Rodriguez Yacidzohara, Gonzalez-Mendez Ricardo R, Cadilla Carmen L
Department of Biochemistry, School of Medicine, University of Puerto Rico, San Juan, Puerto Rico, United States of America.
Department of Radiological Sciences, School of Medicine, University of Puerto Rico, San Juan, Puerto Rico, United States of America.
PLoS One. 2016 Aug 24;11(8):e0161029. doi: 10.1371/journal.pone.0161029. eCollection 2016.
Twist proteins belong to the basic helix-loop-helix (bHLH) family of multifunctional transcriptional factors. These factors are known to use domains other than the common bHLH in protein-protein interactions.

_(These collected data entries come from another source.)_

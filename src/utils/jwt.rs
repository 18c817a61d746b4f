use chrono::Utc;
use jsonwebtoken::{DecodingKey, EncodingKey, Header, Validation, decode, encode};

use crate::config::jwt::JwtConfig;
use crate::modules::auth::model::Claims;
use crate::modules::users::model::User;
use crate::utils::errors::AppError;

pub fn create_access_token(user: &User, jwt_config: &JwtConfig) -> Result<String, AppError> {
    let now = Utc::now().timestamp() as usize;
    let exp = now + jwt_config.access_token_expiry as usize;

    let claims = Claims {
        sub: user.id.to_string(),
        email: user.email.clone(),
        role: user.role,
        is_active: user.is_active,
        exp,
        iat: now,
    };

    encode(
        &Header::default(),
        &claims,
        &EncodingKey::from_secret(jwt_config.secret.as_bytes()),
    )
    .map_err(AppError::internal)
}

pub fn verify_token(token: &str, jwt_config: &JwtConfig) -> Result<Claims, AppError> {
    decode::<Claims>(
        token,
        &DecodingKey::from_secret(jwt_config.secret.as_bytes()),
        &Validation::default(),
    )
    .map(|data| data.claims)
    .map_err(|_| AppError::unauthorized("Invalid or expired token"))
}
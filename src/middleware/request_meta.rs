use std::convert::Infallible;

use axum::{
    extract::FromRequestParts,
    http::{header, request::Parts},
};

/// Client metadata recorded on audit entries.
///
/// The client address comes from `X-Forwarded-For` (first hop); both fields
/// fall back to `"unknown"` when the header is absent.
#[derive(Debug, Clone)]
pub struct RequestMeta {
    pub ip_address: String,
    pub user_agent: String,
}

impl<S> FromRequestParts<S> for RequestMeta
where
    S: Send + Sync,
{
    type Rejection = Infallible;

    async fn from_request_parts(parts: &mut Parts, _state: &S) -> Result<Self, Self::Rejection> {
        let ip_address = parts
            .headers
            .get("x-forwarded-for")
            .and_then(|value| value.to_str().ok())
            .and_then(|value| value.split(',').next())
            .map(|value| value.trim().to_string())
            .filter(|value| !value.is_empty())
            .unwrap_or_else(|| "unknown".to_string());

        let user_agent = parts
            .headers
            .get(header::USER_AGENT)
            .and_then(|value| value.to_str().ok())
            .map(|value| value.to_string())
            .filter(|value| !value.is_empty())
            .unwrap_or_else(|| "unknown".to_string());

        Ok(RequestMeta {
            ip_address,
            user_agent,
        })
    }
}

#[cfg(test)]
mod tests {
    use super::*;
    use axum::http::Request;

    async fn extract(request: Request<()>) -> RequestMeta {
        let (mut parts, _) = request.into_parts();
        RequestMeta::from_request_parts(&mut parts, &()).await.unwrap()
    }

    #[tokio::test]
    async fn test_request_meta_from_headers() {
        let request = Request::builder()
            .header("x-forwarded-for", "203.0.113.7, 10.0.0.1")
            .header("user-agent", "integration-test/1.0")
            .body(())
            .unwrap();

        let meta = extract(request).await;
        assert_eq!(meta.ip_address, "203.0.113.7");
        assert_eq!(meta.user_agent, "integration-test/1.0");
    }

    #[tokio::test]
    async fn test_request_meta_defaults_to_unknown() {
        let request = Request::builder().body(()).unwrap();

        let meta = extract(request).await;
        assert_eq!(meta.ip_address, "unknown");
        assert_eq!(meta.user_agent, "unknown");
    }
}
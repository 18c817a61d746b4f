use axum::{
    extract::FromRequestParts,
    http::{header, request::Parts},
};
use uuid::Uuid;

use crate::modules::users::model::UserRole;
use crate::state::AppState;
use crate::utils::errors::AppError;
use crate::utils::jwt::verify_token;

/// The authenticated caller, extracted from the bearer token.
///
/// Services take this as an explicit parameter; nothing reads session
/// state implicitly.
#[derive(Debug, Clone)]
pub struct CurrentUser {
    pub id: Uuid,
    pub email: String,
    pub role: UserRole,
}

impl CurrentUser {
    pub fn is_admin(&self) -> bool {
        self.role == UserRole::Admin
    }
}

impl FromRequestParts<AppState> for CurrentUser {
    type Rejection = AppError;

    async fn from_request_parts(
        parts: &mut Parts,
        state: &AppState,
    ) -> Result<Self, Self::Rejection> {
        let auth_header = parts
            .headers
            .get(header::AUTHORIZATION)
            .and_then(|value| value.to_str().ok())
            .ok_or_else(|| AppError::unauthorized("Missing authorization header"))?;

        let token = auth_header
            .strip_prefix("Bearer ")
            .ok_or_else(|| AppError::unauthorized("Invalid authorization header format"))?;

        let claims = verify_token(token, &state.jwt_config)?;

        if !claims.is_active {
            return Err(AppError::unauthorized("Account is deactivated"));
        }

        let id = Uuid::parse_str(&claims.sub)
            .map_err(|_| AppError::unauthorized("Invalid user ID in token"))?;

        Ok(CurrentUser {
            id,
            email: claims.email,
            role: claims.role,
        })
    }
}
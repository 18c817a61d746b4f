use chrono::{DateTime, Utc};
use serde::Serialize;
use sqlx::FromRow;
use uuid::Uuid;

/// Action tags recorded in the security log.
#[derive(Debug, Clone, Copy, PartialEq, Eq)]
pub enum AuditAction {
    UserRegistered,
    UpdateUser,
    DeleteUser,
    CreateStudent,
    UpdateStudent,
    DeleteStudent,
}

impl AuditAction {
    pub fn as_str(&self) -> &'static str {
        match self {
            Self::UserRegistered => "USER_REGISTERED",
            Self::UpdateUser => "UPDATE_USER",
            Self::DeleteUser => "DELETE_USER",
            Self::CreateStudent => "CREATE_STUDENT",
            Self::UpdateStudent => "UPDATE_STUDENT",
            Self::DeleteStudent => "DELETE_STUDENT",
        }
    }
}

/// An append-only audit entry. The application only ever inserts these;
/// they are read by operators, not by any endpoint.
#[derive(Debug, Clone, Serialize, FromRow)]
pub struct SecurityLog {
    pub id: Uuid,
    pub action: String,
    pub user_id: Option<Uuid>,
    pub ip_address: Option<String>,
    pub user_agent: Option<String>,
    pub details: Option<String>,
    pub created_at: DateTime<Utc>,
}

#[cfg(test)]
mod tests {
    use super::*;

    #[test]
    fn test_action_tags() {
        assert_eq!(AuditAction::UserRegistered.as_str(), "USER_REGISTERED");
        assert_eq!(AuditAction::CreateStudent.as_str(), "CREATE_STUDENT");
        assert_eq!(AuditAction::DeleteUser.as_str(), "DELETE_USER");
    }
}
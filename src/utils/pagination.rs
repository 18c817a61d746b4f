use serde::{Deserialize, Deserializer, Serialize};
use utoipa::ToSchema;

// Query-string values arrive as strings; coerce them before range checks.
fn deserialize_optional_i64<'de, D>(deserializer: D) -> Result<Option<i64>, D::Error>
where
    D: Deserializer<'de>,
{
    let s: Option<String> = Option::deserialize(deserializer)?;
    match s {
        Some(s) if s.is_empty() => Ok(None),
        Some(s) => s.parse::<i64>().map(Some).map_err(serde::de::Error::custom),
        None => Ok(None),
    }
}

#[derive(Debug, Serialize, ToSchema)]
pub struct PaginationMeta {
    pub page: i64,
    pub limit: i64,
    pub total: i64,
    pub total_pages: i64,
}

impl PaginationMeta {
    pub fn new(page: i64, limit: i64, total: i64) -> Self {
        let total_pages = if total == 0 { 0 } else { (total + limit - 1) / limit };
        Self {
            page,
            limit,
            total,
            total_pages,
        }
    }
}

#[derive(Debug, Clone, Deserialize, ToSchema)]
pub struct PaginationParams {
    #[serde(default, deserialize_with = "deserialize_optional_i64")]
    pub page: Option<i64>,
    #[serde(default, deserialize_with = "deserialize_optional_i64")]
    pub limit: Option<i64>,
}

impl Default for PaginationParams {
    fn default() -> Self {
        Self {
            page: Some(1),
            limit: Some(10),
        }
    }
}

impl PaginationParams {
    pub fn page(&self) -> i64 {
        self.page.unwrap_or(1).max(1)
    }

    pub fn limit(&self) -> i64 {
        self.limit.unwrap_or(10).clamp(1, 100)
    }

    pub fn offset(&self) -> i64 {
        (self.page() - 1) * self.limit()
    }
}
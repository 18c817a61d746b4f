//! Command-line bootstrap utilities.
//!
//! Registration always produces a regular `user` account, so the first
//! administrator has to come from somewhere else: the `create-admin`
//! command handled in `main.rs`.

use anyhow::{Context, bail};
use sqlx::PgPool;
use uuid::Uuid;

use crate::modules::users::model::UserRole;
use crate::utils::password::hash_password;

pub async fn create_admin_user(
    pool: &PgPool,
    first_name: &str,
    last_name: &str,
    email: &str,
    password: &str,
) -> anyhow::Result<()> {
    let existing = sqlx::query_scalar::<_, Uuid>("SELECT id FROM users WHERE email = $1")
        .bind(email)
        .fetch_optional(pool)
        .await
        .context("Failed to check for existing user")?;

    if existing.is_some() {
        bail!("A user with email {} already exists", email);
    }

    let hashed_password =
        hash_password(password).map_err(|_| anyhow::anyhow!("Failed to hash password"))?;

    sqlx::query(
        "INSERT INTO users (email, password, first_name, last_name, role, is_active)
         VALUES ($1, $2, $3, $4, $5, TRUE)",
    )
    .bind(email)
    .bind(&hashed_password)
    .bind(first_name)
    .bind(last_name)
    .bind(UserRole::Admin)
    .execute(pool)
    .await
    .context("Failed to insert admin user")?;

    Ok(())
}
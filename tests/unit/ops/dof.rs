use super::*;
use crate::graph::memory::MemoryGraph;

fn plug(s: &str) -> Plug {
    Plug::parse(s).unwrap()
}

fn scene(bokeh: usize) -> MemoryGraph {
    let mut g = MemoryGraph::new();
    g.create(NodeKind::Camera, CAMERA).unwrap();
    g.create(NodeKind::Locator, "locator1").unwrap();
    for i in 0..bokeh {
        g.create(NodeKind::from(BOKEH_TYPE), &format!("rsBokeh{}", i + 1))
            .unwrap();
    }
    g.select(&["locator1".to_string()]);
    g
}

#[test]
fn rigs_locator_to_every_bokeh_node() {
    let mut g = scene(2);
    let rig = rig_depth_of_field(&mut g).unwrap();

    assert_eq!(rig.locator.name, DOF_LOCATOR);
    assert!(!g.exists("locator1"));
    assert_eq!(g.parent_of(CAMERA_LOCATOR).as_deref(), Some(CAMERA));
    assert_eq!(
        g.sources(&plug("DOF_distanceBetween.point1")),
        vec![plug("DOF.worldPosition[0]")]
    );
    assert_eq!(
        g.sources(&plug("DOF_distanceBetween.point2")),
        vec![plug("CamLocator.worldPosition[0]")]
    );
    for name in ["rsBokeh1", "rsBokeh2"] {
        assert_eq!(
            g.sources(&plug(&format!("{name}.dofFocusDistance"))),
            vec![plug("DOF_distanceBetween.distance")]
        );
        assert_eq!(
            g.get_attr(&plug(&format!("{name}.dofDeriveFocusDistanceFromCamera"))),
            Some(AttrValue::Bool(false))
        );
    }
    assert_eq!(rig.bokeh.done.len(), 2);
}

#[test]
fn rerunning_reuses_the_rig() {
    let mut g = scene(1);
    rig_depth_of_field(&mut g).unwrap();
    let count = g.len();
    g.select(&["DOF".to_string()]);
    let rig = rig_depth_of_field(&mut g).unwrap();
    assert_eq!(g.len(), count);
    assert_eq!(rig.distance.name, DISTANCE_NODE);
}

#[test]
fn no_bokeh_nodes_still_builds_rig() {
    let mut g = scene(0);
    let rig = rig_depth_of_field(&mut g).unwrap();
    assert!(rig.bokeh.done.is_empty());
    assert!(g.exists(DISTANCE_NODE));
}

#[test]
fn requires_single_locator_and_camera() {
    let mut g = scene(1);
    g.select(&[]);
    assert!(rig_depth_of_field(&mut g).unwrap_err().is_warning());

    g.create(NodeKind::Mesh, "cube").unwrap();
    g.select(&["cube".to_string()]);
    assert!(rig_depth_of_field(&mut g).unwrap_err().is_warning());

    g.select(&["cube".to_string(), "locator1".to_string()]);
    assert!(rig_depth_of_field(&mut g).unwrap_err().is_warning());

    let mut g = MemoryGraph::new();
    g.create(NodeKind::Locator, "locator1").unwrap();
    g.select(&["locator1".to_string()]);
    assert!(rig_depth_of_field(&mut g).unwrap_err().is_warning());
    assert!(g.exists("locator1"), "nothing renamed before the camera check");
}

#[test]
fn failed_connection_keeps_existing_distance_node() {
    let mut g = scene(1);
    g.create(NodeKind::Transform, "stray").unwrap();
    g.create(NodeKind::DistanceBetween, DISTANCE_NODE).unwrap();
    g.connect(&plug("stray.translate"), &plug("DOF_distanceBetween.point1"), false)
        .unwrap();
    assert!(rig_depth_of_field(&mut g).is_err());
    assert!(g.exists(DISTANCE_NODE));
}

/// Delegates to a [`MemoryGraph`] but refuses connections into one attribute.
struct RefusingGraph {
    inner: MemoryGraph,
    refuse: &'static str,
}

impl SceneGraph for RefusingGraph {
    fn exists(&self, name: &str) -> bool {
        self.inner.exists(name)
    }
    fn node(&self, name: &str) -> Option<NodeRef> {
        self.inner.node(name)
    }
    fn list(&self, kind: &NodeKind) -> Vec<NodeRef> {
        self.inner.list(kind)
    }
    fn all_nodes(&self) -> Vec<NodeRef> {
        self.inner.all_nodes()
    }
    fn children(&self, name: &str) -> Vec<NodeRef> {
        self.inner.children(name)
    }
    fn parent_of(&self, name: &str) -> Option<String> {
        self.inner.parent_of(name)
    }
    fn long_name(&self, name: &str) -> Option<String> {
        self.inner.long_name(name)
    }
    fn get_attr(&self, plug: &Plug) -> Option<AttrValue> {
        self.inner.get_attr(plug)
    }
    fn connections(&self, node: &str) -> Vec<crate::graph::repo::Connection> {
        self.inner.connections(node)
    }
    fn set_members(&self, set: &str) -> Vec<String> {
        self.inner.set_members(set)
    }
    fn is_locked(&self, name: &str) -> bool {
        self.inner.is_locked(name)
    }
    fn locked_attrs(&self, name: &str) -> Vec<String> {
        self.inner.locked_attrs(name)
    }
    fn bounding_box(&self, name: &str) -> Option<crate::foundation::core::Rect> {
        self.inner.bounding_box(name)
    }
    fn selection(&self) -> Vec<String> {
        self.inner.selection()
    }
    fn plugin_loaded(&self, plugin: &str) -> bool {
        self.inner.plugin_loaded(plugin)
    }
    fn plugin_node_types(&self, plugin: &str) -> Vec<NodeKind> {
        self.inner.plugin_node_types(plugin)
    }
    fn create(&mut self, kind: NodeKind, name: &str) -> ShelfResult<NodeRef> {
        self.inner.create(kind, name)
    }
    fn rename(&mut self, name: &str, new_name: &str) -> ShelfResult<NodeRef> {
        self.inner.rename(name, new_name)
    }
    fn delete(&mut self, name: &str) -> ShelfResult<()> {
        self.inner.delete(name)
    }
    fn reparent(&mut self, child: &str, parent: Option<&str>) -> ShelfResult<()> {
        self.inner.reparent(child, parent)
    }
    fn set_attr(&mut self, plug: &Plug, value: AttrValue) -> ShelfResult<()> {
        self.inner.set_attr(plug, value)
    }
    fn set_attr_locked(&mut self, plug: &Plug, locked: bool) -> ShelfResult<()> {
        self.inner.set_attr_locked(plug, locked)
    }
    fn connect(&mut self, src: &Plug, dst: &Plug, force: bool) -> ShelfResult<()> {
        if dst.attr == self.refuse {
            return Err(ShelfError::graph(format!("refused '{dst}'")));
        }
        self.inner.connect(src, dst, force)
    }
    fn force_element(&mut self, set: &str, members: &[String]) -> ShelfResult<()> {
        self.inner.force_element(set, members)
    }
    fn duplicate(&mut self, name: &str) -> ShelfResult<NodeRef> {
        self.inner.duplicate(name)
    }
    fn group(&mut self, members: &[String], name: &str) -> ShelfResult<NodeRef> {
        self.inner.group(members, name)
    }
    fn select(&mut self, names: &[String]) {
        self.inner.select(names)
    }
    fn load_plugin(&mut self, plugin: &str) -> ShelfResult<()> {
        self.inner.load_plugin(plugin)
    }
    fn unload_plugin(&mut self, plugin: &str) -> ShelfResult<()> {
        self.inner.unload_plugin(plugin)
    }
}

#[test]
fn failed_connection_removes_fresh_distance_node() {
    let mut g = RefusingGraph {
        inner: scene(1),
        refuse: "point2",
    };
    assert!(rig_depth_of_field(&mut g).is_err());
    assert!(!g.exists(DISTANCE_NODE));
    assert!(g.inner.connections("DOF").is_empty());
}

#[test]
fn bokeh_failures_are_skipped_per_node() {
    let mut g = RefusingGraph {
        inner: scene(2),
        refuse: "dofFocusDistance",
    };
    let rig = rig_depth_of_field(&mut g).unwrap();
    assert_eq!(rig.bokeh.skipped.len(), 2);
    assert!(g.exists(DISTANCE_NODE));
}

There has been much work characterizing the bHLH domain and the C-terminus in protein-protein interactions but despite a few attempts more focus is needed at the N-terminus. Since the region of highest diversity in Twist proteins is the N-terminus, we analyzed the conservation of this region in different vertebrate Twist proteins and study the sequence differences between Twist1 and Twist2 with emphasis on the glycine-rich regions found in Twist1. We found a highly conserved sequence motif in all Twist1 (SSSPVSPADDSLSNSEEE) and Twist2 (SSSPVSPVDSLGTSEEE) mammalian species with unknown function. Through sequence comparison we demonstrate that the Twist protein family ancestor was "Twist2-like" and the two glycine-rich regions found in Twist1 sequences were acquired late in evolution, apparently not at the same time. The second glycine-rich region started developing first in the fish vertebrate group, while the first glycine region arose afterwards within the reptiles. Disordered domain and secondary structure predictions showed that the amino acid sequence and disorder feature found at the N-terminus is highly evolutionary conserved and could be a functional site that interacts with other proteins. Detailed examination of the glycine-rich regions in the N-terminus of Twist1 demonstrate that the first region is completely aliphatic while the second region contains some polar residues that could be subject to post-translational modification. Phylogenetic and sequence space analysis showed that the Twist1 subfamily is the result of a gene duplication during Twist2 vertebrate fish evolution, and has undergone more evolutionary drift than Twist2. We identified a new signature motif that is characteristic of each Twist paralog and identified important residues within this motif that can be used to distinguish between these two paralogs, which will help reduce Twist1 and Twist2 sequence annotation errors in public databases.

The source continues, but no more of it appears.